There is time, still, for a last circuit of Clissold Park, where the ultimate Frisbee games now compete for space with impromptu parties tucking into food and wine on blankets. Here, against a backdrop straight out of Brideshead Revisited, an extended African family pose for a Leica on a tripod. In front of them is a carpet covered with fruit.
Leave by the eastern entrance along Lordship Terrace, and you'll pass a long line of distinctive trees bordering an estate. They're gingkos - the world's oldest species of tree - and this is the only place in Britain, apart from Kew Gardens, where you'll see them.
To reach Mesclunes, a small but incredibly popular French restaurant at the eastern end of Church Street, you pass the last vestiges of Stoke Newington Green and the house where Daniel Defoe, Stokie's first and most dedicated celebrity resident, wrote Robinson Crusoe.
The returning castaway might have balked at Mesclune's adventurous French menu (booking essential at weekends).
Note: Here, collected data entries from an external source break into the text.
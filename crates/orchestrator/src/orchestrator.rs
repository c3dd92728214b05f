//! Orchestrator (C6) — owns every live Discussion and drives its turn
//! loop from creation through completion (spec §4.6).

use std::collections::HashMap;
use std::sync::Arc;
use std::time::Duration;

use parking_lot::RwLock;

use discuss_context::ContextBuilder;
use discuss_domain::config::OrchestratorConfig;
use discuss_domain::error::{Error, Result};
use discuss_domain::event::{discussion_summary, DiscussionEvent};
use discuss_domain::model::{CreateDiscussionRequest, Discussion, DiscussionStatus, IndexEntry, Message};
use discuss_domain::phase::Phase;
use discuss_providers::ProviderRegistry;
use discuss_store::DiscussionStore;

use crate::event_bus::EventBus;
use crate::running_models::RunningModels;
use crate::summary::SummaryGenerator;
use crate::turn_executor::TurnExecutor;

pub struct Orchestrator {
    store: Arc<DiscussionStore>,
    bus: Arc<EventBus>,
    context_builder: Arc<ContextBuilder>,
    turn_executor: Arc<TurnExecutor>,
    summary_generator: Arc<SummaryGenerator>,
    running_models: RunningModels,
    cfg: OrchestratorConfig,
    /// Live, memory-owned discussions — "memory-owned" until status
    /// becomes terminal, per spec §4.1 ownership note.
    live: RwLock<HashMap<String, Discussion>>,
}

impl Orchestrator {
    pub fn new(
        store: Arc<DiscussionStore>,
        bus: Arc<EventBus>,
        registry: Arc<ProviderRegistry>,
        context_builder: Arc<ContextBuilder>,
        cfg: OrchestratorConfig,
        token_broadcast_throttle: u32,
        streaming_update_interval_ms: u64,
        summary_cfg: discuss_domain::config::SummaryConfig,
    ) -> Self {
        let turn_executor = Arc::new(TurnExecutor::new(
            registry.clone(),
            bus.clone(),
            cfg.clone(),
            token_broadcast_throttle,
            streaming_update_interval_ms,
        ));
        let summary_generator =
            Arc::new(SummaryGenerator::new(registry, bus.clone(), context_builder.clone(), summary_cfg));
        Self {
            store,
            bus,
            context_builder,
            turn_executor,
            summary_generator,
            running_models: RunningModels::new(),
            cfg,
            live: RwLock::new(HashMap::new()),
        }
    }

    /// Validate + construct a new discussion and persist it (spec §4.6
    /// "Create").
    pub fn create(&self, req: CreateDiscussionRequest) -> Result<Discussion> {
        let discussion = Discussion::create(req)?;
        self.store.save(&discussion)?;
        Ok(discussion)
    }

    /// Transition to `running` and launch the turn loop on its own task.
    /// The loop never runs on the caller's thread (spec §4.6 "Start").
    pub fn start(self: &Arc<Self>, id: &str) -> Result<()> {
        let mut discussion = self.get(id)?.ok_or_else(|| Error::Validation(format!("discussion {id} not found")))?;

        if discussion.status.is_active() {
            return Err(Error::Validation("discussion is already active".into()));
        }

        discussion.status = DiscussionStatus::Running;
        discussion.touch();
        self.store.save(&discussion)?;
        self.live.write().insert(id.to_string(), discussion.clone());
        self.bus.publish(discussion_summary(&discussion));

        let this = self.clone();
        let id = id.to_string();
        tokio::spawn(async move {
            this.run_loop(&id).await;
        });

        Ok(())
    }

    /// Idempotent: only discussions in `running`/`summarizing` transition.
    pub fn stop(&self, id: &str) -> Result<()> {
        let mut live = self.live.write();
        let Some(discussion) = live.get_mut(id) else { return Ok(()) };
        if !discussion.status.is_active() {
            return Ok(());
        }
        discussion.status = DiscussionStatus::Stopped;
        discussion.touch();
        self.store.save(discussion)?;
        self.bus.publish(DiscussionEvent::DiscussionStopped { discussion_id: id.to_string() });
        live.remove(id);
        Ok(())
    }

    /// Force-stop if active, then remove from memory and disk. Succeeds
    /// even if the discussion only ever existed on disk.
    pub fn delete(&self, id: &str) -> Result<()> {
        self.stop(id)?;
        self.live.write().remove(id);
        self.store.delete(id)?;
        self.bus.publish(DiscussionEvent::DiscussionDeleted { discussion_id: id.to_string() });
        self.bus.forget(id);
        Ok(())
    }

    /// Memory first, disk fallback. Completed discussions are always
    /// loaded fresh from disk and never re-cached (spec §4.6 "Get").
    pub fn get(&self, id: &str) -> Result<Option<Discussion>> {
        if let Some(d) = self.live.read().get(id) {
            return Ok(Some(d.clone()));
        }
        self.store.load(id)
    }

    /// Union of in-memory active and index-resident entries; memory wins
    /// on id collisions; sorted by `created_at` descending.
    pub fn list(&self) -> Vec<IndexEntry> {
        let mut by_id: HashMap<String, IndexEntry> = HashMap::new();
        for entry in self.store.list() {
            by_id.insert(entry.id.clone(), entry);
        }
        for discussion in self.live.read().values() {
            by_id.insert(discussion.id.clone(), discussion.to_index_entry());
        }
        let mut entries: Vec<IndexEntry> = by_id.into_values().collect();
        entries.sort_by(|a, b| b.created_at.cmp(&a.created_at));
        entries
    }

    /// Discussions currently in memory (spec's "active set"), used by the
    /// autosave timer task.
    pub fn active_discussions(&self) -> Vec<Discussion> {
        self.live.read().values().cloned().collect()
    }

    async fn run_loop(self: Arc<Self>, id: &str) {
        loop {
            let snapshot = { self.live.read().get(id).cloned() };
            let Some(mut discussion) = snapshot else { break };
            if discussion.status != DiscussionStatus::Running || discussion.current_round >= discussion.max_rounds {
                break;
            }

            let model = discussion.models[discussion.current_model_index].clone();

            self.running_models.acquire(&model, self.cfg.single_model_mode, self.cfg.single_model_wait_secs).await;

            let round = discussion.current_round + 1;
            let phase = Phase::for_round(discussion.current_round, discussion.max_rounds);
            let context_messages = self.context_builder.build(&discussion, &model);

            let placeholder = Message::placeholder(&model, round);
            let message_id = placeholder.id.clone();
            discussion.messages.push(placeholder);
            discussion.touch();
            let _ = self.store.save(&discussion);
            self.bus.publish(DiscussionEvent::MessageStarted {
                discussion_id: discussion.id.clone(),
                message_id: message_id.clone(),
                model: model.clone(),
                round,
            });

            let outcome = tokio::time::timeout(
                Duration::from_secs(self.cfg.turn_timeout_secs),
                self.turn_executor.execute(
                    &discussion.id,
                    &message_id,
                    &model,
                    round,
                    &discussion.topic,
                    phase,
                    &context_messages,
                ),
            )
            .await
            .unwrap_or_else(|_| crate::turn_executor::TurnOutcome {
                content: format!("[Error: {model} failed to respond within the turn deadline]"),
                success: false,
            });

            self.running_models.release(&model);

            let token_count = if outcome.success {
                let token_cfg = self.context_builder.token_estimation_config();
                discuss_context::tokens::estimate(&outcome.content, &token_cfg)
            } else {
                0
            };

            // A `stop()` may have landed while the provider call was in
            // flight: it sets status=Stopped and removes the `live` entry
            // before this point. Re-check under the write lock and discard
            // the turn result rather than resurrecting a stopped discussion
            // as Running (spec §5 "the current chunk is drained, then the
            // loop exits").
            let mut round_completed = None;
            {
                let mut live = self.live.write();
                match live.get(id) {
                    Some(current) if current.status == DiscussionStatus::Running => {}
                    _ => break,
                }

                if let Some(msg) = discussion.messages.iter_mut().find(|m| m.id == message_id) {
                    msg.content = outcome.content.clone();
                    msg.token_count = Some(token_count);
                }
                discussion.current_model_index = (discussion.current_model_index + 1) % discussion.models.len();
                if discussion.current_model_index == 0 {
                    discussion.current_round += 1;
                    round_completed = Some(discussion.current_round);
                }
                discussion.touch();
                live.insert(id.to_string(), discussion.clone());
            }
            let _ = self.store.save(&discussion);

            self.bus.publish(DiscussionEvent::MessageComplete {
                discussion_id: discussion.id.clone(),
                message: discussion.messages.iter().find(|m| m.id == message_id).cloned().unwrap(),
                token_count,
            });
            if let Some(round) = round_completed {
                self.bus.publish(DiscussionEvent::RoundCompleted {
                    discussion_id: discussion.id.clone(),
                    round,
                    total_rounds: discussion.max_rounds,
                });
            }

            tokio::time::sleep(Duration::from_millis(self.cfg.model_delay_ms)).await;
        }

        self.finish(id).await;
    }

    /// Runs on loop exit: summary generation if the discussion is still
    /// `running`, otherwise just persists whatever terminal status it's
    /// already in.
    async fn finish(self: Arc<Self>, id: &str) {
        let snapshot = { self.live.read().get(id).cloned() };
        let Some(mut discussion) = snapshot else { return };

        if discussion.status != DiscussionStatus::Running {
            let _ = self.store.save(&discussion);
            self.live.write().remove(id);
            return;
        }

        discussion.status = DiscussionStatus::Summarizing;
        discussion.touch();
        let _ = self.store.save(&discussion);
        self.live.write().insert(id.to_string(), discussion.clone());

        let warning = self.summary_generator.generate(&mut discussion).await;

        // A concurrent `stop()` may have landed while the summary ladder was
        // running; it removes the `live` entry as soon as it persists
        // `stopped`. If that happened, that call already owns this
        // discussion's terminal state — discard this generation's result
        // instead of clobbering `stopped` with `completed`.
        if self.live.read().get(id).is_none() {
            return;
        }

        let _ = self.store.save(&discussion);

        self.bus.publish(DiscussionEvent::DiscussionCompleted {
            discussion_id: discussion.id.clone(),
            summary: discussion.summary.clone().expect("summary generator always sets a summary"),
            warning,
        });

        self.live.write().remove(id);
    }
}
pub mod local;
pub mod registry;
pub mod remote;
mod sse;
pub mod traits;
pub mod util;

pub use local::LocalProvider;
pub use registry::ProviderRegistry;
pub use remote::RemoteProvider;
pub use traits::{
    ChatMessage, ChunkSink, CompletionOptions, CompletionResult, HealthStatus, LlmProvider,
    ModelDescriptor, Role,
};
//! Token estimation without a tokenizer dependency (spec §4.4).

use discuss_domain::config::TokenEstimationConfig;

/// `max(ceil(chars/chars_per_token), ceil(words/tokens_per_word)) * safety_margin`,
/// floored to a minimum of 1.
pub fn estimate(text: &str, cfg: &TokenEstimationConfig) -> u32 {
    let chars = text.chars().count() as f64;
    let words = text.split_whitespace().count() as f64;

    let by_chars = (chars / cfg.chars_per_token).ceil();
    let by_words = (words / cfg.tokens_per_word).ceil();
    let raw = by_chars.max(by_words) * cfg.safety_margin;

    (raw.ceil() as i64).max(1) as u32
}

#[cfg(test)]
mod tests {
    use super::*;

    #[test]
    fn estimate_is_never_zero_for_empty_text() {
        let cfg = TokenEstimationConfig::default();
        assert_eq!(estimate("", &cfg), 1);
    }

    #[test]
    fn estimate_scales_with_length() {
        let cfg = TokenEstimationConfig::default();
        let short = estimate("hello world", &cfg);
        let long = estimate(&"hello world ".repeat(50), &cfg);
        assert!(long > short);
    }

    #[test]
    fn estimate_uses_char_based_floor_for_long_words() {
        let cfg = TokenEstimationConfig::default();
        // One very long "word": char-based estimate should dominate.
        let text = "x".repeat(280);
        let est = estimate(&text, &cfg);
        // 280 / 2.8 = 100, * 1.10 = 110
        assert_eq!(est, 110);
    }
}
mod api;
mod bootstrap;
mod cli;
mod doctor;
mod state;

use std::sync::Arc;

use anyhow::Context;
use clap::Parser;
use tower_http::cors::CorsLayer;
use tracing_subscriber::EnvFilter;

use cli::{Cli, Command};
use discuss_domain::config::Config;

#[tokio::main]
async fn main() -> anyhow::Result<()> {
    let parsed = Cli::parse();

    match parsed.command {
        None | Some(Command::Serve) => {
            init_tracing();
            let (config, _config_path) = cli::load_config()?;
            run_server(Arc::new(config)).await
        }
        Some(Command::Doctor) => {
            let (config, config_path) = cli::load_config()?;
            let passed = doctor::run(&config, &config_path).await?;
            if !passed {
                std::process::exit(1);
            }
            Ok(())
        }
        Some(Command::Version) => {
            println!("discuss {}", env!("CARGO_PKG_VERSION"));
            Ok(())
        }
    }
}

fn init_tracing() {
    tracing_subscriber::fmt()
        .with_env_filter(EnvFilter::try_from_default_env().unwrap_or_else(|_| EnvFilter::new("info,discuss_gateway=debug")))
        .json()
        .init();
}

async fn run_server(config: Arc<Config>) -> anyhow::Result<()> {
    tracing::info!("discuss gateway starting");

    let state = bootstrap::build_app_state(config.clone()).context("building application state")?;
    bootstrap::spawn_background_tasks(&state);
    let shutdown_state = state.clone();

    let app = api::router().layer(CorsLayer::permissive()).with_state(state);

    let listener = tokio::net::TcpListener::bind(&config.server.bind_addr)
        .await
        .with_context(|| format!("binding to {}", config.server.bind_addr))?;

    tracing::info!(addr = %config.server.bind_addr, "discuss gateway listening");

    axum::serve(listener, app)
        .with_graceful_shutdown(async move {
            let _ = tokio::signal::ctrl_c().await;
            tracing::info!("shutdown signal received, flushing active discussions to disk");
            let active = shutdown_state.orchestrator.active_discussions();
            shutdown_state.store.autosave(&active);
        })
        .await
        .context("axum server error")?;

    tracing::info!("discuss gateway stopped");
    Ok(())
}
//! Summary Generator (C7) — a ladder of increasingly simple approaches,
//! each with its own deadline, falling back to a system-generated summary
//! when every rung fails (spec §4.7).

use std::sync::Arc;
use std::time::Duration;

use discuss_context::ContextBuilder;
use discuss_domain::config::SummaryConfig;
use discuss_domain::event::DiscussionEvent;
use discuss_domain::model::{Discussion, DiscussionStatus, Summary};
use discuss_domain::stream::StreamChunk;
use discuss_providers::{ChatMessage, ChunkSink, CompletionOptions, ProviderRegistry};

use crate::event_bus::{EventBus, TokenThrottle};

pub struct SummaryGenerator {
    registry: Arc<ProviderRegistry>,
    bus: Arc<EventBus>,
    context_builder: Arc<ContextBuilder>,
    cfg: SummaryConfig,
}

impl SummaryGenerator {
    pub fn new(
        registry: Arc<ProviderRegistry>,
        bus: Arc<EventBus>,
        context_builder: Arc<ContextBuilder>,
        cfg: SummaryConfig,
    ) -> Self {
        Self { registry, bus, context_builder, cfg }
    }

    /// Run the ladder against `discussion`, mutating it in place with the
    /// final `summary`, `status`, and (on total failure) `error`. Does not
    /// persist or publish `discussion_completed` — the caller (C6) does
    /// that once this returns, matching the teacher's "return, let the
    /// caller broadcast" convention.
    pub async fn generate(&self, discussion: &mut Discussion) -> Option<String> {
        self.bus.publish(DiscussionEvent::GeneratingSummary {
            discussion_id: discussion.id.clone(),
            summary_model: discussion.summary_model.clone(),
        });

        let model = discussion.summary_model.clone();

        let content = if let Some(c) = self.try_streaming(discussion, &model).await {
            Some(c)
        } else if let Some(c) = self.try_non_streaming(discussion, &model).await {
            Some(c)
        } else if let Some(c) = self.try_simple(discussion, &model).await {
            Some(c)
        } else {
            self.try_minimal(discussion, &model).await
        };

        match content {
            Some(content) => {
                discussion.summary = Some(Summary {
                    id: uuid::Uuid::new_v4().to_string(),
                    generated_by: model,
                    content,
                    generated_at: chrono::Utc::now(),
                    token_count: None,
                    fallback: false,
                });
                discussion.status = DiscussionStatus::Completed;
                discussion.completed_at = Some(chrono::Utc::now());
                discussion.touch();
                self.bus.publish(DiscussionEvent::SummaryComplete {
                    discussion_id: discussion.id.clone(),
                    summary: discussion.summary.clone().unwrap(),
                });
                None
            }
            None => {
                let warning = "summary generation failed on every rung; using a system-generated fallback".to_string();
                let fallback_content = format!(
                    "Discussion about \"{}\" completed with {} messages from models: {}. Summary generation \
                     encountered technical difficulties.",
                    discussion.topic,
                    discussion.messages.len(),
                    discussion.models.join(", ")
                );
                discussion.summary = Some(Summary {
                    id: uuid::Uuid::new_v4().to_string(),
                    generated_by: "system".into(),
                    content: fallback_content,
                    generated_at: chrono::Utc::now(),
                    token_count: None,
                    fallback: true,
                });
                discussion.error = Some(warning.clone());
                discussion.status = DiscussionStatus::Completed;
                discussion.completed_at = Some(chrono::Utc::now());
                discussion.touch();
                self.bus.publish(DiscussionEvent::SummaryComplete {
                    discussion_id: discussion.id.clone(),
                    summary: discussion.summary.clone().unwrap(),
                });
                Some(warning)
            }
        }
    }

    async fn try_streaming(&self, discussion: &Discussion, model: &str) -> Option<String> {
        let messages = self.context_builder.build_summary(discussion);
        let deadline = Duration::from_secs(self.cfg.streaming_deadline_secs);
        self.stream_rung(&discussion.id, model, &messages, deadline).await
    }

    async fn try_non_streaming(&self, discussion: &Discussion, model: &str) -> Option<String> {
        let messages = self.context_builder.build_summary(discussion);
        let deadline = Duration::from_secs(self.cfg.non_streaming_deadline_secs);
        self.complete_rung(model, &messages, deadline).await
    }

    async fn try_simple(&self, discussion: &Discussion, model: &str) -> Option<String> {
        let messages = vec![
            ChatMessage::system(format!(
                "Summarize the discussion about {} in 2-3 sentences.",
                discussion.topic
            )),
            ChatMessage::user(format!(
                "Participants: {}. Give a brief recap.",
                discussion.models.join(", ")
            )),
        ];
        let deadline = Duration::from_secs(self.cfg.simple_deadline_secs);
        self.complete_rung(model, &messages, deadline).await
    }

    async fn try_minimal(&self, discussion: &Discussion, model: &str) -> Option<String> {
        let messages = vec![ChatMessage::user(format!(
            "Summarize: {}. Keep it brief.",
            discussion.topic
        ))];
        let deadline = Duration::from_secs(self.cfg.minimal_deadline_secs);
        self.complete_rung(model, &messages, deadline).await
    }

    fn accept(&self, content: Option<String>) -> Option<String> {
        content.filter(|c| c.trim().chars().count() > self.cfg.min_length as usize)
    }

    async fn stream_rung(
        &self,
        discussion_id: &str,
        model: &str,
        messages: &[ChatMessage],
        deadline: Duration,
    ) -> Option<String> {
        let provider = self.registry.resolve(model).ok()?;
        let options = CompletionOptions::default();
        let bus = self.bus.clone();
        let discussion_id_owned = discussion_id.to_string();

        let mut full_content = String::new();
        let mut pending_delta = String::new();
        let mut chunk_seen = false;
        let mut throttle = TokenThrottle::new(10, 200);

        let fut = async {
            let sink: ChunkSink = Box::new(|chunk: StreamChunk| {
                if !chunk.content.is_empty() {
                    chunk_seen = true;
                    full_content.push_str(&chunk.content);
                    pending_delta.push_str(&chunk.content);
                    if throttle.tick() {
                        bus.publish(DiscussionEvent::SummaryToken {
                            discussion_id: discussion_id_owned.clone(),
                            token: std::mem::take(&mut pending_delta),
                            content: full_content.clone(),
                        });
                        bus.publish(DiscussionEvent::SummaryStreaming {
                            discussion_id: discussion_id_owned.clone(),
                            content: full_content.clone(),
                            is_complete: false,
                        });
                    }
                }
                if chunk.done {
                    // Always emitted, bypassing throttle — see turn_executor's
                    // identical fix for the reasoning.
                    bus.publish(DiscussionEvent::SummaryToken {
                        discussion_id: discussion_id_owned.clone(),
                        token: std::mem::take(&mut pending_delta),
                        content: full_content.clone(),
                    });
                    bus.publish(DiscussionEvent::SummaryStreaming {
                        discussion_id: discussion_id_owned.clone(),
                        content: full_content.clone(),
                        is_complete: true,
                    });
                }
            });
            provider.complete_stream(model, messages, &options, sink).await
        };

        let result = tokio::time::timeout(deadline, fut).await;
        match result {
            Ok(Ok(_)) if chunk_seen => self.accept(Some(full_content)),
            _ => None,
        }
    }

    async fn complete_rung(&self, model: &str, messages: &[ChatMessage], deadline: Duration) -> Option<String> {
        let provider = self.registry.resolve(model).ok()?;
        let options = CompletionOptions::default();
        let fut = provider.complete(model, messages, &options);
        match tokio::time::timeout(deadline, fut).await {
            Ok(Ok(result)) => self.accept(Some(result.content)),
            _ => None,
        }
    }
}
But he'd have welcomed the night life on offer later. Late jazz upstairs at the Vortex; loud, energetic salsa at Bar Lorca; backgammon, still, at the Fox.
Things won't always be as raw as this in N16 but, in the meantime, catch Stoke Newington while it's still young and hopeful and thriving - and while the people who are making it happen can still afford to be there. Just don't get up too early.
stoke newington fact file
Described as the Edinburgh Festival of north London, the Stoke Newington Midsummer Festival will run from 14-21 June. Since 1993, the festival has hosted nearly 400 events, productions and exhibitions.
Highlight is the Church Street festival on Sunday 14 June. The street is closed to traffic while markets, sound stages, circus acts, parades, and food stalls create a carnival atmosphere. Further information from the Festival Box Office on 0181 356 5358.
Nearest Tube: Arsenal or Highbury & Islington.
Festival or no festival, you can still eat your way round the world in Church Street, where nearly every second doorway seems to offer a different ethnic treat. Best to book at Rasa (0171 249 0334), Anglo-Anatolian (0171 923 4349) and Mesclunes (0171 225 3113).
To climb the tallest climbing-wall in Europe, complete with 100-foot abseiling-tower, contact the Castle Climbing Centre on 0181 211 7000.